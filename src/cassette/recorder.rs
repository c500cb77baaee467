//! Records interactions into a cassette file.

use std::path::PathBuf;

use chrono::Utc;

use super::format::{Cassette, Interaction};

/// Collects interactions and writes them as a YAML cassette file.
#[derive(Debug)]
pub struct CassetteRecorder {
    path: PathBuf,
    name: String,
    interactions: Vec<Interaction>,
}

impl CassetteRecorder {
    /// Create a new recorder that will write to the given path.
    pub fn new(path: impl Into<PathBuf>, name: impl Into<String>) -> Self {
        Self { path: path.into(), name: name.into(), interactions: Vec::new() }
    }

    /// Record an interaction. The `seq` field is assigned automatically.
    pub fn record(
        &mut self,
        port: impl Into<String>,
        method: impl Into<String>,
        input: serde_json::Value,
        output: serde_json::Value,
    ) {
        let seq = self.interactions.len() as u64;
        self.interactions.push(Interaction {
            seq,
            port: port.into(),
            method: method.into(),
            input,
            output,
        });
    }

    /// Number of interactions recorded so far.
    #[must_use]
    pub fn len(&self) -> usize {
        self.interactions.len()
    }

    /// Whether nothing has been recorded.
    #[must_use]
    pub fn is_empty(&self) -> bool {
        self.interactions.is_empty()
    }

    /// Finish recording and write the cassette YAML file to disk.
    ///
    /// # Errors
    ///
    /// Returns an error if the file cannot be written.
    pub fn finish(self) -> Result<PathBuf, std::io::Error> {
        let cassette = Cassette {
            name: self.name,
            recorded_at: Utc::now(),
            version: env!("CARGO_PKG_VERSION").to_string(),
            interactions: self.interactions,
        };
        let yaml = serde_yaml::to_string(&cassette).map_err(std::io::Error::other)?;
        if let Some(parent) = self.path.parent() {
            std::fs::create_dir_all(parent)?;
        }
        std::fs::write(&self.path, yaml)?;
        Ok(self.path)
    }
}

#[cfg(test)]
mod tests {
    use super::*;
    use serde_json::json;

    #[test]
    fn record_and_finish() {
        let dir = std::env::temp_dir().join("playlistgpt_cassette_test");
        let path = dir.join("session").join("test.cassette.yaml");

        let mut recorder = CassetteRecorder::new(&path, "test-recording");
        assert!(recorder.is_empty());
        recorder.record("llm", "complete", json!({"prompt": "List:"}), json!({"Ok": {}}));
        recorder.record("catalog", "current_user", json!(null), json!({"Ok": "user-1"}));
        recorder.record("catalog", "add_tracks", json!({"playlist_id": "p"}), json!({"Ok": null}));
        assert_eq!(recorder.len(), 3);

        let result_path = recorder.finish().expect("finish should succeed");
        assert_eq!(result_path, path);

        let content = std::fs::read_to_string(&path).unwrap();
        let cassette: Cassette = serde_yaml::from_str(&content).unwrap();

        assert_eq!(cassette.name, "test-recording");
        assert_eq!(cassette.version, env!("CARGO_PKG_VERSION"));
        let seqs: Vec<u64> = cassette.interactions.iter().map(|i| i.seq).collect();
        assert_eq!(seqs, vec![0, 1, 2]);
        assert_eq!(cassette.interactions[0].port, "llm");
        assert_eq!(cassette.interactions[2].method, "add_tracks");

        let _ = std::fs::remove_dir_all(&dir);
    }
}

> _EXERCISE DIRECTIONS_
Your answer should repeat every entry exactly.

> _RESPONSE_
filename src/cassette/recorder.rs
repository c500cb77baaee467
//! Records interactions into a cassette file.

use std::path::PathBuf;

use chrono::Utc;

use super::format::{Cassette, Interaction};

/// Collects interactions and writes them as a YAML cassette file.
#[derive(Debug)]
pub struct CassetteRecorder {
    path: PathBuf,
    name: String,
    interactions: Vec<Interaction>,
}

impl CassetteRecorder {
    /// Create a new recorder that will write to the given path.
    pub fn new(path: impl Into<PathBuf>, name: impl Into<String>) -> Self {
        Self { path: path.into(), name: name.into(), interactions: Vec::new() }
    }

    /// Record an interaction. The `seq` field is assigned automatically.
    pub fn record(
        &mut self,
        port: impl Into<String>,
        method: impl Into<String>,
        input: serde_json::Value,
        output: serde_json::Value,
    ) {
        let seq = self.interactions.len() as u64;
        self.interactions.push(Interaction {
            seq,
            port: port.into(),
            method: method.into(),
            input,
            output,
        });
    }

    /// Number of interactions recorded so far.
    #[must_use]
    pub fn len(&self) -> usize {
        self.interactions.len()
    }

    /// Whether nothing has been recorded.
    #[must_use]
    pub fn is_empty(&self) -> bool {
        self.interactions.is_empty()
    }

    /// Finish recording and write the cassette YAML file to disk.
    ///
    /// # Errors
    ///
    /// Returns an error if the file cannot be written.
    pub fn finish(self) -> Result<PathBuf, std::io::Error> {
        let cassette = Cassette {
            name: self.name,
            recorded_at: Utc::now(),
            version: env!("CARGO_PKG_VERSION").to_string(),
            interactions: self.interactions,
        };
        let yaml = serde_yaml::to_string(&cassette).map_err(std::io::Error::other)?;
        if let Some(parent) = self.path.parent() {
            std::fs::create_dir_all(parent)?;
        }
        std::fs::write(&self.path, yaml)?;
        Ok(self.path)
    }
}

#[cfg(test)]
mod tests {
    use super::*;
    use serde_json::json;

    #[test]
    fn record_and_finish() {
        let dir = std::env::temp_dir().join("playlistgpt_cassette_test");
        let path = dir.join("session").join("test.cassette.yaml");

        let mut recorder = CassetteRecorder::new(&path, "test-recording");
        assert!(recorder.is_empty());
        recorder.record("llm", "complete", json!({"prompt": "List:"}), json!({"Ok": {}}));
        recorder.record("catalog", "current_user", json!(null), json!({"Ok": "user-1"}));
        recorder.record("catalog", "add_tracks", json!({"playlist_id": "p"}), json!({"Ok": null}));
        assert_eq!(recorder.len(), 3);

        let result_path = recorder.finish().expect("finish should succeed");
        assert_eq!(result_path, path);

        let content = std::fs::read_to_string(&path).unwrap();
        let cassette: Cassette = serde_yaml::from_str(&content).unwrap();

        assert_eq!(cassette.name, "test-recording");
        assert_eq!(cassette.version, env!("CARGO_PKG_VERSION"));
        let seqs: Vec<u64> = cassette.interactions.iter().map(|i| i.seq).collect();
        assert_eq!(seqs, vec![0, 1, 2]);
        assert_eq!(cassette.interactions[0].port, "llm");
        assert_eq!(cassette.interactions[2].method, "add_tracks");

        let _ = std::fs::remove_dir_all(&dir);
    }
}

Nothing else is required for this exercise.